37. Counsel argued that the Respondent ordered the tender be awarded to the first Interested Party as per the recommendations of the evaluation committee which recommended that the due diligence be done before the award thus restating the mandatory conditions of the bid terms. Additionally, counsel submitted that due diligence is not mandatory under the bid documents, and, that, the same is limited to the ability to perform the tender. He cited Republic v Public Procurement Administrative Review Board, Kenya Pipeline Company Limited & Another (Interested Party) ex parte Krohne (PTY) Ltd[18] for the holding that where the bid document does not mandatorily require due diligence to be done, then the same cannot be construed to be mandatory nor do the Regulations make it mandatory. To support this counsel pointed the use of the word may in the provision.

38. He also argued that the first Interested Party was denied the award on grounds of an activity that had not been proved and that no investigations were conducted by the Director General as envisaged by the law. He submitted that the principles in Article 227 cannot be achieved if the procuring entity is allowed to act on unsubstantiated claims which are not backed by law. Additionally, counsel cited Article 47 of the Constitution and argued that the first Interested Party had a legitimate expectation that before any decision is made, he would be afforded the right to be heard. Counsel argued that there is no law which provides that proceedings before the PPRA  for debarment should act as an injunction against a prospective tenderer and cited Furys (K) Limited v Public Procurement Oversight Authority & 2 Others[19] for the holding that debarment is to be done after investigations.

39. Counsel submitted that the Respondent has the powers under section 173 of the Act to issue the orders it in question. To buttress this position, he relied on Republic v Public Procurement Administrative Review Board; Kenya Pipeline Company Ltd & Another ex parte Krohne (PTY) Ltd[20] and Kenya Pipeline Company Ltd v Hyosung Ebara Company Limited & 2 others.[21]
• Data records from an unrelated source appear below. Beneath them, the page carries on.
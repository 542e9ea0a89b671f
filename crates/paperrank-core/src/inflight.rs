//! Counter of in-flight crawl batches.
//!
//! A `Mutex + Condvar` pair: the lock is held only for the increment or
//! decrement, and the manager can sleep on the condvar until a worker
//! finishes instead of spinning.

use std::sync::{Condvar, Mutex};
use std::time::Duration;

/// Number of batches currently being processed, bounded by a cap.
pub struct InFlight {
    count: Mutex<usize>,
    cond: Condvar,
}

/// RAII guard for one in-flight batch; decrements the counter on drop.
///
/// Dropping is the only way to release a slot, so the decrement happens
/// exactly once whether the worker commits, rolls back or panics.
pub struct Slot<'a>(&'a InFlight);

impl InFlight {
    pub fn new() -> Self {
        Self {
            count: Mutex::new(0),
            cond: Condvar::new(),
        }
    }

    /// Take a slot if fewer than `cap` batches are in flight.
    pub fn try_acquire(&self, cap: usize) -> Option<Slot<'_>> {
        let mut count = self.count.lock().unwrap();
        if *count >= cap {
            return None;
        }
        *count += 1;
        Some(Slot(self))
    }

    /// Current number of in-flight batches.
    pub fn count(&self) -> usize {
        *self.count.lock().unwrap()
    }

    /// Block until the count differs from `observed` or `timeout` elapses.
    ///
    /// Returns the count seen on wake-up.
    pub fn wait_change(&self, observed: usize, timeout: Duration) -> usize {
        let count = self.count.lock().unwrap();
        let (count, _) = self
            .cond
            .wait_timeout_while(count, timeout, |c| *c == observed)
            .unwrap();
        *count
    }
}

impl Default for InFlight {
    fn default() -> Self {
        Self::new()
    }
}

impl Drop for Slot<'_> {
    fn drop(&mut self) {
        let mut count = self.0.count.lock().unwrap();
        *count -= 1;
        self.0.cond.notify_all();
    }
}

#[cfg(test)]
mod tests {
    use super::*;
    use std::sync::Arc;
    use std::time::Instant;

    #[test]
    fn acquire_up_to_cap() {
        let inflight = InFlight::new();
        let s1 = inflight.try_acquire(2);
        let s2 = inflight.try_acquire(2);
        assert!(s1.is_some());
        assert!(s2.is_some());
        assert!(inflight.try_acquire(2).is_none());
        assert_eq!(inflight.count(), 2);
        drop(s1);
        assert_eq!(inflight.count(), 1);
        assert!(inflight.try_acquire(2).is_some());
    }

    #[test]
    fn zero_cap_never_acquires() {
        let inflight = InFlight::new();
        assert!(inflight.try_acquire(0).is_none());
        assert_eq!(inflight.count(), 0);
    }

    #[test]
    fn wait_change_times_out_when_idle() {
        let inflight = InFlight::new();
        let start = Instant::now();
        let seen = inflight.wait_change(0, Duration::from_millis(30));
        assert_eq!(seen, 0);
        assert!(start.elapsed() >= Duration::from_millis(30));
    }

    #[test]
    fn wait_change_wakes_on_release() {
        let inflight = Arc::new(InFlight::new());

        let worker = inflight.clone();
        let handle = std::thread::spawn(move || {
            let slot = worker.try_acquire(1).unwrap();
            std::thread::sleep(Duration::from_millis(50));
            drop(slot);
        });

        // Wait for the worker to take its slot
        while inflight.count() == 0 {
            std::thread::yield_now();
        }
        let seen = inflight.wait_change(1, Duration::from_secs(5));
        assert_eq!(seen, 0);
        handle.join().unwrap();
    }
}
//! Graceful shutdown support via atomic flag

use std::sync::atomic::{AtomicBool, Ordering};

/// Global shutdown flag, set by the SIGTERM/SIGINT handler
pub fn shutdown_flag() -> &'static AtomicBool {
    static FLAG: AtomicBool = AtomicBool::new(false);
    &FLAG
}

/// Register SIGTERM/SIGINT handlers.
///
/// First signal sets the shutdown flag so in-flight batches can commit.
/// Second signal exits immediately with status 130.
pub fn install_signal_handlers() -> std::io::Result<()> {
    for signal in [signal_hook::consts::SIGTERM, signal_hook::consts::SIGINT] {
        // SAFETY: AtomicBool::swap and process::exit are async-signal-safe
        unsafe {
            signal_hook::low_level::register(signal, || {
                if shutdown_flag().swap(true, Ordering::Relaxed) {
                    std::process::exit(130);
                }
            })?;
        }
    }
    Ok(())
}
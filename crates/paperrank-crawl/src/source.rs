//! Citation lookup against NCBI E-utilities

use paperrank_core::{Retryable, StreamError, get_text, http_config, retry_with_backoff};

use crate::config::EutilsConfig;
use crate::elink::{LINK_CITED_IN, LINK_REFS, LinkSet, parse_elink_xml};

/// A batch lookup that failed as a whole
#[derive(Debug)]
pub enum LookupError {
    /// Transport failure or non-2xx status, after retries
    Request(StreamError),
    /// Body was not a usable `eLinkResult`
    Response(String),
}

impl std::fmt::Display for LookupError {
    fn fmt(&self, f: &mut std::fmt::Formatter<'_>) -> std::fmt::Result {
        match self {
            Self::Request(e) => write!(f, "request failed: {e}"),
            Self::Response(msg) => write!(f, "malformed response: {msg}"),
        }
    }
}

impl std::error::Error for LookupError {
    fn source(&self) -> Option<&(dyn std::error::Error + 'static)> {
        match self {
            Self::Request(e) => Some(e),
            Self::Response(_) => None,
        }
    }
}

impl Retryable for LookupError {
    fn is_retryable(&self) -> bool {
        match self {
            Self::Request(e) => e.is_retryable(),
            Self::Response(_) => false,
        }
    }
}

/// Anything that can answer "who cites and is cited by these PMIDs".
pub trait CitationSource: Send + Sync {
    /// One request for the whole batch; one linkset per resolvable PMID.
    fn fetch_linksets(&self, pmids: &[String]) -> Result<Vec<LinkSet>, LookupError>;
}

/// `elink` client over the shared HTTP runtime
pub struct EutilsClient {
    config: EutilsConfig,
}

impl EutilsClient {
    pub fn new(config: EutilsConfig) -> Self {
        Self { config }
    }

    pub fn config(&self) -> &EutilsConfig {
        &self.config
    }

    /// Query parameters; ids are repeated so each gets its own `LinkSet`.
    fn query_params(&self, pmids: &[String]) -> Vec<(&'static str, String)> {
        let mut params = vec![
            ("dbfrom", "pubmed".to_string()),
            ("linkname", format!("{LINK_CITED_IN},{LINK_REFS}")),
            ("tool", self.config.tool.clone()),
            ("email", self.config.email.clone()),
        ];
        if let Some(key) = &self.config.api_key {
            params.push(("api_key", key.clone()));
        }
        params.extend(pmids.iter().map(|id| ("id", id.clone())));
        params
    }
}

impl CitationSource for EutilsClient {
    fn fetch_linksets(&self, pmids: &[String]) -> Result<Vec<LinkSet>, LookupError> {
        let params = self.query_params(pmids);
        let label = format!("elink ({} PMIDs)", pmids.len());
        let body = retry_with_backoff(&label, http_config().max_retries, || {
            get_text(&self.config.url, &params)
        })
        .map_err(LookupError::Request)?;

        parse_elink_xml(&body).map_err(|e| LookupError::Response(format!("{e:#}")))
    }
}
40. On the question of ultra vires, counsel argued that, the applicant has not demonstrated that the Respondent acted outside its powers. He cited Mater Power Systems Limited v Public Procurement Administrative Review Board & 2 Others[22] and argued that the impugned decision meets the tenets of Article 227 of the Constitution. Lastly, counsel argued that the subject tender is of great public interest.

Determination

41. Upon carefully analyzing the diametrically opposed positions presented by the parties, I find that only one issue distils itself for determination, namely, whether the impugned decision is tainted with illegality.The starting point is that a decision to award a tender constitutes administrative action. An administrative decision is flawed if it is illegal. A decision is illegal if it: - (a) contravenes or exceeds the terms of the power which authorizes the making of the decision; (b) pursues an objective other than that for which the power to make the decision was conferred; (c) is not authorized by any power; (d) contravenes or fails to implement a public duty.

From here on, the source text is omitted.